Following graduation, Kimura worked as a back-up dancer and appeared in the works of lol and Seventeen in 2018 and worked alongside Ren Kawashiri of JO1 to form a dance unit. Between 2019 and 2020, Kimura worked as a dance instructor and choreographer at Noa Dance Academy, specialising in R&B and hip hop. He helped choreograph Battle Boys' "Sha na na" (2018), ChocoLate Bomb!!'s "Feedback" (2019), Party Party's "Carry on Carry on" (2019), and King & Prince's "&Love" (2020) and "Cinderella Girl" (2021).
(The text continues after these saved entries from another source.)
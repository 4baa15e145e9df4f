mod aws;
mod deploy;
pub mod error;
pub mod parser;
mod ui;

use clap::{CommandFactory, Parser};
pub use deploy::DeployCli;
use error::CliError;
use parser::Cli;
use tracing::level_filters::LevelFilter;
use tracing_subscriber::EnvFilter;

pub const LOG_ENV_VAR: &str = "SHIPERATE_LOG";

// Helper function to parse args
pub fn parse_args() -> Cli {
    Cli::parse()
}

pub fn parse_deploy_args() -> DeployCli {
    DeployCli::parse()
}

/// Logs go to stderr so stdout only carries command output.
///
/// With a spinner on screen INFO lines are hidden unless `-v` is given.
pub fn init_tracing(verbose: u8, progress_active: bool) {
    let default_level = match verbose {
        0 if progress_active => LevelFilter::WARN,
        0 => LevelFilter::INFO,
        1 => LevelFilter::DEBUG,
        _ => LevelFilter::TRACE,
    };

    let env_filter = EnvFilter::builder()
        .with_default_directive(default_level.into())
        .with_env_var(LOG_ENV_VAR)
        .from_env_lossy();

    tracing_subscriber::fmt()
        .with_env_filter(env_filter)
        .with_writer(std::io::stderr)
        .init();
}

// Main CLI execution function, receives parsed args
pub async fn run(cli: Cli) -> Result<(), CliError> {
    match &cli.command {
        Some(parser::Commands::Aws(cmd)) => cmd.run(&cli).await,
        None => print_help(&[]),
    }
}

/// Prints help for the subcommand at `path`, e.g. `["aws", "s3"]`.
pub(crate) fn print_help(path: &[&str]) -> Result<(), CliError> {
    let mut cmd = Cli::command();
    cmd.build();
    let mut current = &mut cmd;
    for name in path {
        current = current
            .find_subcommand_mut(name)
            .ok_or_else(|| CliError::OperationFailed(format!("No help for '{}'", name)))?;
    }
    current.print_help()?;
    Ok(())
}
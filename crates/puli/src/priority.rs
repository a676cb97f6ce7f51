//! Ordering of results
//!
//! Engines report results in ascending order of the priority a
//! [`PriorityComparator`] assigns to candidate sets. The priority must be
//! monotone under strict inclusion: if S ⊊ T then `priority(S) < priority(T)`.
//! Otherwise a non-minimal set may be reported before the set that dominates
//! it; this is not checked.

use crate::index::SortedIdSet;

pub trait PriorityComparator<A> {
    type Priority: Ord + Clone;

    fn priority(&self, set: SortedIdSet<'_, A>) -> Self::Priority;
}

impl<A, P: PriorityComparator<A> + ?Sized> PriorityComparator<A> for &P {
    type Priority = P::Priority;

    fn priority(&self, set: SortedIdSet<'_, A>) -> Self::Priority {
        (**self).priority(set)
    }
}

/// Smaller sets first
#[derive(Debug, Clone, Copy, Default)]
pub struct Cardinality;

impl<A> PriorityComparator<A> for Cardinality {
    type Priority = usize;

    fn priority(&self, set: SortedIdSet<'_, A>) -> usize {
        set.len()
    }
}

#[cfg(test)]
mod tests {
    use super::*;
    use crate::index::IdMap;

    #[test]
    fn test_cardinality() {
        let mut map = IdMap::new();
        let ids = map.get_sorted_ids(["x", "y"].iter());
        assert_eq!(Cardinality.priority(SortedIdSet::new(&ids, &map)), 2);
        assert_eq!(Cardinality.priority(SortedIdSet::new(&[], &map)), 0);
    }
}
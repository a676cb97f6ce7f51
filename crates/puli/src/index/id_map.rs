//! Dense integer identifiers for conclusions, axioms and inferences
//!
//! Every value handed to an engine is interned once into an `IdMap`, after
//! which all set operations run over sorted `u32` arrays:
//! - O(1) comparison and hashing (u32 vs. caller-defined `Hash`/`Eq`)
//! - compact sorted arrays for subset tests by merging
//! - `Copy` ids, no clones of caller values in the hot loops
//!
//! Each engine owns its maps; ids are never shared across engine instances.

use std::collections::HashMap;
use std::hash::Hash;

/// Id of an interned conclusion.
pub type ConclusionId = u32;

/// Id of an interned axiom.
pub type AxiomId = u32;

/// Id of an interned inference.
pub type InferenceId = u32;

/// Arena assigning dense ids to values in order of first sight.
#[derive(Debug, Clone)]
pub struct IdMap<E> {
    /// Interned values, indexed by id
    elements: Vec<E>,
    /// Lookup table from value to id
    lookup: HashMap<E, u32>,
}

impl<E> Default for IdMap<E> {
    fn default() -> Self {
        IdMap {
            elements: Vec::new(),
            lookup: HashMap::new(),
        }
    }
}

impl<E: Clone + Eq + Hash> IdMap<E> {
    /// Create a new empty map
    pub fn new() -> Self {
        Self::default()
    }

    /// Intern a value, returning its id (get-or-create)
    pub fn get_id(&mut self, element: &E) -> u32 {
        if let Some(&id) = self.lookup.get(element) {
            return id;
        }
        let id = self.elements.len() as u32;
        self.elements.push(element.clone());
        self.lookup.insert(element.clone(), id);
        id
    }

    /// Id of an already-interned value (None if never seen)
    pub fn lookup(&self, element: &E) -> Option<u32> {
        self.lookup.get(element).copied()
    }

    /// Intern every value of `elements` and return the ids sorted and deduplicated.
    pub fn get_sorted_ids<'e, I>(&mut self, elements: I) -> Box<[u32]>
    where
        I: IntoIterator<Item = &'e E>,
        E: 'e,
    {
        let mut ids: Vec<u32> = elements.into_iter().map(|e| self.get_id(e)).collect();
        ids.sort_unstable();
        ids.dedup();
        ids.into_boxed_slice()
    }
}

impl<E> IdMap<E> {
    /// Resolve an id to its value.
    ///
    /// Panics if `id` was not produced by this map.
    pub fn element(&self, id: u32) -> &E {
        &self.elements[id as usize]
    }

    /// Number of interned values
    pub fn len(&self) -> usize {
        self.elements.len()
    }

    pub fn is_empty(&self) -> bool {
        self.elements.is_empty()
    }

    /// Forget every value; ids handed out before are invalid afterwards.
    pub fn clear(&mut self) {
        self.elements.clear();
        self.lookup.clear();
    }
}

#[cfg(test)]
mod tests {
    use super::*;

    #[test]
    fn test_ids_are_dense_in_order_of_first_sight() {
        let mut ids = IdMap::new();
        assert_eq!(ids.get_id(&"b"), 0);
        assert_eq!(ids.get_id(&"a"), 1);
        assert_eq!(ids.get_id(&"b"), 0);
        assert_eq!(ids.len(), 2);
        assert_eq!(*ids.element(1), "a");
        assert_eq!(ids.lookup(&"c"), None);
    }

    #[test]
    fn test_sorted_ids_dedup() {
        let mut ids = IdMap::new();
        ids.get_id(&"z");
        let sorted = ids.get_sorted_ids(["y", "z", "y", "x"].iter());
        assert_eq!(&*sorted, &[0, 1, 2]);
    }

    #[test]
    fn test_clear() {
        let mut ids = IdMap::new();
        ids.get_id(&7);
        ids.clear();
        assert!(ids.is_empty());
        assert_eq!(ids.get_id(&8), 0);
    }
}
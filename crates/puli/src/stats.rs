//! Counters kept by the enumeration engines
//!
//! Each engine owns one stats struct, updated inline at its instrumentation
//! points and exposed through `stats()`. Everything serializes with serde so
//! callers can dump a run with `serde_json::to_string(&engine.stats())`.

use serde::ser::SerializeStruct;
use serde::{Serialize, Serializer};
use std::time::Duration;

fn secs(d: &Duration) -> f64 {
    d.as_secs_f64()
}

/// Counters of one subset-minimality index.
#[derive(Debug, Clone, Copy, Default, PartialEq, Eq, Serialize)]
pub struct IndexStats {
    /// Sets inserted
    pub insertions: usize,
    /// Minimality queries answered
    pub queries: usize,
    /// Queries answered "not minimal"
    pub rejected: usize,
    /// Subtrees skipped by the fingerprint or length filter
    pub filter_skips: usize,
    /// Trie nodes entered while answering queries
    pub nodes_visited: usize,
}

impl IndexStats {
    /// Add the counters of `other` to `self`
    pub fn absorb(&mut self, other: &IndexStats) {
        self.insertions += other.insertions;
        self.queries += other.queries;
        self.rejected += other.rejected;
        self.filter_skips += other.filter_skips;
        self.nodes_visited += other.nodes_visited;
    }
}

/// Statistics of a `ResolutionJustificationComputation`.
#[derive(Debug, Clone, Default)]
pub struct ResolutionStats {
    /// Derived inferences and resolvents put on the queue
    pub produced_inferences: usize,
    /// Derived inferences retained as minimal for their conclusion
    pub minimal_inferences: usize,
    /// Derived inferences parked because their justification was dominated
    pub blocked_inferences: usize,
    /// Justifications reported to listeners
    pub justifications: usize,
    /// Time spent inside `enumerate`
    pub enumeration_time: Duration,
    /// Aggregated counters of all minimality indices of the engine
    pub minimality_index: IndexStats,
}

impl Serialize for ResolutionStats {
    fn serialize<S: Serializer>(&self, serializer: S) -> Result<S::Ok, S::Error> {
        let mut s = serializer.serialize_struct("ResolutionStats", 6)?;
        s.serialize_field("produced_inferences", &self.produced_inferences)?;
        s.serialize_field("minimal_inferences", &self.minimal_inferences)?;
        s.serialize_field("blocked_inferences", &self.blocked_inferences)?;
        s.serialize_field("justifications", &self.justifications)?;
        s.serialize_field("enumeration_time", &secs(&self.enumeration_time))?;
        s.serialize_field("minimality_index", &self.minimality_index)?;
        s.end()
    }
}

/// Statistics of a `TopDownRepairComputation`.
#[derive(Debug, Clone, Default)]
pub struct RepairStats {
    /// Jobs put on the queue
    pub produced_jobs: usize,
    /// Jobs that survived the minimality checks and were expanded
    pub minimal_jobs: usize,
    /// Repairs reported to listeners
    pub repairs: usize,
    /// Time spent inside `enumerate`
    pub enumeration_time: Duration,
    /// Aggregated counters of the job and repair indices
    pub minimality_index: IndexStats,
}

impl Serialize for RepairStats {
    fn serialize<S: Serializer>(&self, serializer: S) -> Result<S::Ok, S::Error> {
        let mut s = serializer.serialize_struct("RepairStats", 5)?;
        s.serialize_field("produced_jobs", &self.produced_jobs)?;
        s.serialize_field("minimal_jobs", &self.minimal_jobs)?;
        s.serialize_field("repairs", &self.repairs)?;
        s.serialize_field("enumeration_time", &secs(&self.enumeration_time))?;
        s.serialize_field("minimality_index", &self.minimality_index)?;
        s.end()
    }
}

#[cfg(test)]
mod tests {
    use super::*;

    #[test]
    fn test_absorb() {
        let mut total = IndexStats::default();
        let part = IndexStats {
            insertions: 2,
            queries: 5,
            rejected: 1,
            filter_skips: 3,
            nodes_visited: 9,
        };
        total.absorb(&part);
        total.absorb(&part);
        assert_eq!(total.queries, 10);
        assert_eq!(total.nodes_visited, 18);
    }

    #[test]
    fn test_resolution_stats_json() {
        let stats = ResolutionStats {
            justifications: 4,
            enumeration_time: Duration::from_millis(1500),
            ..Default::default()
        };
        let json = serde_json::to_value(&stats).unwrap();
        assert_eq!(json["justifications"], 4);
        assert_eq!(json["enumeration_time"], 1.5);
        assert_eq!(json["minimality_index"]["insertions"], 0);
    }
}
While working as a dance instructor in 2018, he taught Jyutaro Yamanaka, who was then a member of Ebidan.

===2020–2021: Produce 101 Japan and debut in INI===
In November 2020, applications for the second season of Produce 101 Japan, the Japanese spin-off of the South Korean Produce 101 franchise, opened. After being encouraged to participate by previous contestants from the first season, Kimura auditioned for the show which began airing in April 2021. The finale was broadcast on June 13, where Kimura placed first with a total of 380,796 votes. The final group was named INI and on September 4, Kimura was selected as the group's leader. After undergoing training in South Korea the group made their debut on November 3 with the single A.

Kimura created the choreography for INI's "Killing Part" alongside bandmate Hiroto Nishi, which was included in the group's debut single.

===2022–present: Solo activities and acting debut===
In 2022, Kimura played the role of Minato, a member of the rival group Chayney, in the TBS television series I Will Be Your Bloom which ran from October to December. Kimura played alongside bandmates Tajima, Takatsuka, Fujimaki and Matsuda, marking his acting debut.

In 2023 Kimura choreographed INI's "Moment", and "You In" from the group's single Tag Me. He was also appointed the presenter of Mezamashi TV for the month of December, appearing every week from the 7th until the 25th. Upon his first appearance, Kimura became one of the top 3 trending topics on X's (formally Twitter) Japan Trends.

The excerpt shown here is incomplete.